To the global audience, this (last-minute) move demonstrates the ruling government’s
accommodative diplomacy towards its Asia–Pacific counterparts, while back home it
provides fillip to the dwindling “common-man friendly” image of the government. However,
the relief that it brings for some players in the economy is only temporary, for addressing
the current structural anomalies of the economy is beyond its scope. For instance, of what
relevance is (non)participation in RCEP to those innumerable small and marginal dairy
farmers who could hardly move out of the trader-intermediated local markets of fresh milk?

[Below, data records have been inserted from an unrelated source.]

pub use primitive_types::U256;

use hex::FromHexError;
use serde::{Deserialize, Serialize};
use serde_hex::{SerHex, StrictPfx};
use std::{
    fmt,
    fmt::{Display, Formatter, LowerHex},
    str::FromStr,
};
use tiny_keccak::{Hasher, Keccak};

/// Computes the keccak-256 digest of `data`.
pub fn keccak256(data: &[u8]) -> Hash {
    let mut hasher = Keccak::v256();
    hasher.update(data);

    let mut output = [0u8; 32];
    hasher.finalize(&mut output);

    Hash(output)
}

/// Big-endian 32 byte representation of a `U256`, i.e. one ABI word.
pub fn word(value: U256) -> [u8; 32] {
    let mut bytes = [0u8; 32];
    value.to_big_endian(&mut bytes);
    bytes
}

#[derive(
    Debug, Default, Copy, Clone, PartialEq, Eq, PartialOrd, Ord, Hash, Serialize, Deserialize,
)]
pub struct Hash(#[serde(with = "SerHex::<StrictPfx>")] [u8; 32]);

impl From<[u8; 32]> for Hash {
    fn from(bytes: [u8; 32]) -> Self {
        Hash(bytes)
    }
}

impl From<Hash> for [u8; 32] {
    fn from(s: Hash) -> Self {
        s.0
    }
}

impl From<Hash> for U256 {
    fn from(hash: Hash) -> Self {
        U256::from_big_endian(&hash.0)
    }
}

impl From<U256> for Hash {
    fn from(value: U256) -> Self {
        Hash(word(value))
    }
}

impl Hash {
    pub const ZERO: Hash = Hash([0u8; 32]);

    pub fn from_slice(src: &[u8]) -> Result<Self, InvalidLength> {
        if src.len() != 32 {
            return Err(InvalidLength(src.len()));
        }

        let mut h256 = Hash([0u8; 32]);
        h256.0.copy_from_slice(src);
        Ok(h256)
    }

    pub fn as_bytes(&self) -> &[u8] {
        &self.0
    }
}

impl FromStr for Hash {
    type Err = FromHexError;

    fn from_str(s: &str) -> Result<Self, Self::Err> {
        let s = s.strip_prefix("0x").unwrap_or(s);
        let mut bytes = [0u8; 32];
        hex::decode_to_slice(s, &mut bytes)?;

        Ok(Hash(bytes))
    }
}

impl LowerHex for Hash {
    fn fmt(&self, f: &mut Formatter<'_>) -> fmt::Result {
        if f.alternate() {
            write!(f, "0x")?;
        }
        for i in &self.0[..] {
            write!(f, "{:02x}", i)?;
        }
        Ok(())
    }
}

impl Display for Hash {
    fn fmt(&self, f: &mut Formatter<'_>) -> fmt::Result {
        write!(f, "0x")?;
        for i in &self.0[0..2] {
            write!(f, "{:02x}", i)?;
        }
        write!(f, "…")?;
        for i in &self.0[32 - 2..32] {
            write!(f, "{:02x}", i)?;
        }
        Ok(())
    }
}

#[derive(Clone, Copy, Debug, thiserror::Error, PartialEq, Eq)]
#[error("expected 32 bytes but got {0}")]
pub struct InvalidLength(pub usize);

/// Protocol level chain identifier as used in the limit order domain.
#[derive(Clone, Copy, Debug, Deserialize, Eq, Hash, PartialEq, Serialize)]
#[serde(transparent)]
pub struct ChainId(u64);

impl ChainId {
    pub const ETHEREUM: ChainId = ChainId(1);
    pub const BINANCE: ChainId = ChainId(56);
}

impl From<ChainId> for u64 {
    fn from(chain_id: ChainId) -> Self {
        chain_id.0
    }
}

impl From<u64> for ChainId {
    fn from(id: u64) -> Self {
        ChainId(id)
    }
}

impl From<ChainId> for U256 {
    fn from(chain_id: ChainId) -> Self {
        U256::from(chain_id.0)
    }
}

impl Display for ChainId {
    fn fmt(&self, f: &mut Formatter<'_>) -> fmt::Result {
        Display::fmt(&self.0, f)
    }
}
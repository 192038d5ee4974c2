#![warn(
    unused_extern_crates,
    missing_debug_implementations,
    missing_copy_implementations,
    rust_2018_idioms,
    clippy::cast_possible_truncation,
    clippy::cast_sign_loss,
    clippy::fallible_impl_from,
    clippy::cast_precision_loss,
    clippy::cast_possible_wrap,
    clippy::print_stdout,
    clippy::dbg_macro
)]
#![cfg_attr(not(test), warn(clippy::unwrap_used))]
#![forbid(unsafe_code)]

pub mod address;
pub mod chain;
pub mod escrow;
pub mod ethereum;
mod hashlock;
pub mod immutables;
pub mod order;
#[cfg(test)]
pub mod proptest;
#[cfg(test)]
mod quickcheck;
pub mod resolver;
mod secret;
pub mod signer;
pub mod simulation;
pub mod sui;
pub mod swaps;
pub mod taker_traits;
pub mod timelocks;
mod timestamp;

pub use self::{
    hashlock::Hashlock,
    secret::{FromErr, Secret},
    timestamp::{RelativeTime, Timestamp},
};

/// A module for exporting dependencies that appear in the public API of our
/// crate.
///
/// `U256` shows up in every amount and address slot, consumers building
/// orders should use this version rather than depending on
/// `primitive-types` themselves.
pub mod export {
    pub use ::primitive_types;
}

use serde::{Deserialize, Serialize};

/// A swap consists of two escrows, one on each _side_.
///
/// The source side is the chain the maker's funds are locked on when the
/// resolver fills the order, the destination side the chain the resolver
/// locks the taking amount on. Both parties, as well as every escrow and
/// timelock stage, refer to the same chain as the source. Which party
/// withdraws or cancels on a side only follows from combining the side with
/// the kind of transition.
#[derive(
    Clone,
    Copy,
    Debug,
    strum_macros::Display,
    strum_macros::EnumString,
    PartialEq,
    Eq,
    Hash,
    Serialize,
    Deserialize,
)]
#[strum(serialize_all = "lowercase")]
#[serde(rename_all = "lowercase")]
pub enum Side {
    Src,
    Dst,
}
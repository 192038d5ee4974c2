use tracing::{info, level_filters::LevelFilter, subscriber};
use tracing_subscriber::FmtSubscriber;

pub fn init_tracing(level: LevelFilter) -> anyhow::Result<()> {
    let subscriber = FmtSubscriber::builder().with_max_level(level).finish();

    subscriber::set_global_default(subscriber)?;
    info!("Initialized tracing with level: {}", level);

    Ok(())
}
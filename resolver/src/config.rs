pub mod file;
pub mod settings;

use anyhow::{anyhow, Context};
use std::path::PathBuf;

pub use self::{file::File, settings::*};

pub fn read_config<T>(config_file: &Option<PathBuf>, default_config_path: T) -> anyhow::Result<File>
where
    T: FnOnce() -> anyhow::Result<PathBuf>,
{
    let path = config_file
        .as_ref()
        .map(|path| {
            eprintln!("Using config file {}", path.display());
            path
        })
        .map_or_else(
            || {
                let default_path = default_config_path()?;

                if default_path.exists() {
                    eprintln!(
                        "Using config file at default path: {}",
                        default_path.display()
                    );
                    Ok(default_path)
                } else {
                    eprintln!("Config file default path is {}", default_path.display());
                    Err(anyhow!("no config file at the default path"))
                }
            },
            |path| Ok(path.to_path_buf()),
        )
        .ok();
    match path {
        Some(path) => File::read(&path)
            .with_context(|| format!("failed to read config file {}", path.display())),
        None => Ok(File::default()),
    }
}
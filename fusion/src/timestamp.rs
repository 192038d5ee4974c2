use serde::{Deserialize, Serialize};
use std::{
    fmt,
    time::{Duration, SystemTime},
};
use tracing::warn;

/// An exact time and date used as the baseline of escrow timelocks.
///
/// Escrow contracts store the baseline in 32 bits, hence the width.
#[derive(
    Clone, Copy, Debug, Default, Eq, PartialEq, Ord, PartialOrd, Hash, Deserialize, Serialize,
)]
#[serde(transparent)]
pub struct Timestamp(u32);

impl Timestamp {
    // This will work until 2106
    #[allow(clippy::cast_possible_truncation)]
    pub fn now() -> Self {
        let secs = SystemTime::now()
            .duration_since(SystemTime::UNIX_EPOCH)
            .map(|duration| duration.as_secs())
            .unwrap_or_default();

        Timestamp(secs as u32)
    }

    pub fn plus(self, seconds: u32) -> Self {
        Self(self.0.saturating_add(seconds))
    }

    pub fn minus(self, seconds: u32) -> Self {
        Self(self.0.saturating_sub(seconds))
    }

    pub fn add_relative(self, delta: RelativeTime) -> Self {
        self.plus(delta.0)
    }

    /// Adds a duration to self using saturating add. Precision is seconds only
    /// i.e., nanoseconds are ignored.
    #[allow(clippy::cast_possible_truncation)]
    pub fn add_duration(self, rhs: Duration) -> Timestamp {
        let seconds = rhs.as_secs();
        if seconds > u64::from(u32::MAX) {
            warn!("duration is too big, truncation occurred while casting to u32");
        }

        self.plus(seconds as u32)
    }

    /// Seconds from `self` until `later`, zero if `later` already passed.
    pub fn until(self, later: Timestamp) -> Duration {
        Duration::from_secs(u64::from(later.0.saturating_sub(self.0)))
    }
}

/// The u32 input is the number of seconds since epoch
impl From<u32> for Timestamp {
    fn from(item: u32) -> Self {
        Self(item)
    }
}

/// The u32 returned is the number of seconds since epoch
impl From<Timestamp> for u32 {
    fn from(item: Timestamp) -> Self {
        item.0
    }
}

impl From<Timestamp> for u64 {
    fn from(item: Timestamp) -> Self {
        u64::from(item.0)
    }
}

impl fmt::Display for Timestamp {
    fn fmt(&self, f: &mut fmt::Formatter<'_>) -> fmt::Result {
        self.0.fmt(f)
    }
}

/// A duration in seconds relative to a [`Timestamp`] baseline.
#[derive(
    Clone, Copy, Debug, Default, Eq, PartialEq, Ord, PartialOrd, Hash, Deserialize, Serialize,
)]
#[serde(transparent)]
pub struct RelativeTime(u32);

impl RelativeTime {
    pub const fn new(time_secs: u32) -> Self {
        RelativeTime(time_secs)
    }
}

/// The u32 returned is the duration in seconds
impl From<RelativeTime> for u32 {
    fn from(item: RelativeTime) -> Self {
        item.0
    }
}

/// The u32 input is the duration in seconds
impl From<u32> for RelativeTime {
    fn from(item: u32) -> Self {
        Self(item)
    }
}

impl fmt::Display for RelativeTime {
    fn fmt(&self, f: &mut fmt::Formatter<'_>) -> fmt::Result {
        write!(f, "{}s", self.0)
    }
}
use crate::{
    ethereum::{keccak256, Hash, InvalidLength},
    secret::FromErr,
    Secret,
};
use serde::{Deserialize, Serialize};
use std::fmt;

/// Commitment to a [`Secret`], the keccak-256 digest of its 32 bytes.
///
/// Both escrows of a swap are locked with the same hashlock so revealing the
/// secret on one chain unlocks the other.
#[derive(Clone, Copy, Debug, PartialEq, Eq, Hash, Serialize, Deserialize)]
#[serde(transparent)]
pub struct Hashlock(Hash);

impl Hashlock {
    pub const LENGTH: usize = 32;

    pub fn commit(secret: &Secret) -> Self {
        Hashlock(keccak256(secret.as_raw_secret()))
    }

    pub fn verify(&self, secret: &Secret) -> bool {
        Self::commit(secret) == *self
    }

    pub fn from_slice(bytes: &[u8]) -> Result<Self, FromErr> {
        Hash::from_slice(bytes)
            .map(Hashlock)
            .map_err(|InvalidLength(got)| FromErr::InvalidLength {
                expected: Self::LENGTH,
                got,
            })
    }

    pub fn as_bytes(&self) -> &[u8] {
        self.0.as_bytes()
    }
}

impl From<Secret> for Hashlock {
    fn from(secret: Secret) -> Self {
        Self::commit(&secret)
    }
}

impl From<[u8; 32]> for Hashlock {
    fn from(bytes: [u8; 32]) -> Self {
        Hashlock(Hash::from(bytes))
    }
}

impl From<Hashlock> for Hash {
    fn from(hashlock: Hashlock) -> Self {
        hashlock.0
    }
}

impl fmt::Display for Hashlock {
    fn fmt(&self, f: &mut fmt::Formatter<'_>) -> fmt::Result {
        write!(f, "{:#x}", self.0)
    }
}
impl SecretRelay {
    pub fn new(src: Ledger, dst: Ledger) -> Self {
        SecretRelay {
            src,
            dst,
            orders: Arc::new(Mutex::new(HashMap::new())),
        }
    }

    /// Keeps `secret` until the escrows of `order` are in place and returns
    /// the order hash it is filed under.
    pub async fn register(&self, domain: &Domain, order: CrossChainOrder, secret: Secret) -> Hash {
        let order_hash = order.order_hash(domain);
        self.orders.lock().await.insert(order_hash, (order, secret));

        order_hash
    }

    /// Looks up the escrow behind `deployed` and checks it holds `token` under
    /// `expected` immutables. The taker is whoever filled the order.
    async fn verify(
        ledger: &Ledger,
        deployed: &DeployedEscrow,
        expected: Immutables,
        token: U256,
    ) -> anyhow::Result<Immutables> {
        let locked = ledger.locked(deployed.handle).await.with_context(|| {
            format!("{} escrow {} does not exist", deployed.side, deployed.handle)
        })?;
        let stored = locked.escrow.immutables;

        let expected = Immutables {
            taker: stored.taker,
            ..expected
        }
        .with_deployed_at(stored.timelocks.deployed_at);
        if locked.escrow.side != deployed.side || stored != expected || locked.token != token {
            anyhow::bail!(
                "{} escrow {} is not funded as the order demands",
                deployed.side,
                deployed.handle
            );
        }
        if locked.escrow.state != EscrowState::Active {
            anyhow::bail!("{} escrow {} is already settled", deployed.side, deployed.handle);
        }

        Ok(stored)
    }
}

#[async_trait]
impl SecretSource for SecretRelay {
    async fn secret_for(
        &self,
        order_hash: Hash,
        src: &DeployedEscrow,
        dst: &DeployedEscrow,
    ) -> anyhow::Result<Secret> {
        let (order, secret) = self
            .orders
            .lock()
            .await
            .get(&order_hash)
            .cloned()
            .with_context(|| format!("no secret for order {}", order_hash))?;

        if self.dst.chain_id() != order.dst_chain_id() {
            anyhow::bail!(
                "order {} targets chain {} instead of {}",
                order_hash,
                order.dst_chain_id(),
                self.dst.chain_id()
            );
        }

        let expected_src = Immutables {
            order_hash,
            hashlock: order.hashlock(),
            maker: order.maker(),
            taker: U256::zero(),
            amount: order.making_amount(),
            safety_deposit: order.src_safety_deposit(),
            timelocks: order.timelocks(),
        };
        let on_src = Self::verify(&self.src, src, expected_src, order.maker_asset()).await?;

        // the destination shares the baseline of the source escrow
        let expected_dst = Immutables {
            maker: order.receiver_or_maker(),
            amount: order.taking_amount(),
            safety_deposit: order.dst_safety_deposit(),
            timelocks: on_src.timelocks,
            ..expected_src
        };
        let on_dst = Self::verify(&self.dst, dst, expected_dst, order.taker_asset()).await?;
        if on_dst.timelocks.deployed_at != on_src.timelocks.deployed_at {
            anyhow::bail!(
                "dst escrow {} does not share the timelock baseline of the src escrow",
                dst.handle
            );
        }

        self.orders.lock().await.remove(&order_hash);
        tracing::info!("releasing secret of order {}", order_hash);

        Ok(secret)
    }
}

While the bigger (domestic) players’ monopoly power in the domestic markets gets
safeguarded, this move is certainly no booster for the international competitiveness of
Indian dairy products. But, is this not the government that speaks of diversifying into high
value agriculture for “doubling farmer’s income” (vis-à-vis a conveniently varying timeline)?
Then, should it not reflect upon “enabling” policies for empowering producers to access
and/or choose between alternative markets, instead of delimiting their marketing options in
the name of “cautious multilateralism”?

International trade is as much a matter of politics as of economics. In executing such


trading agreements, therefore, governments must exercise adequate caution. While a
government can be cautious from its sense of accountability, it can also “design” caution to
evade its responsibilities. It is high time for us to be mindful of this fine line of distinction
when showering praises for our ruling government’s stance on the RCEP.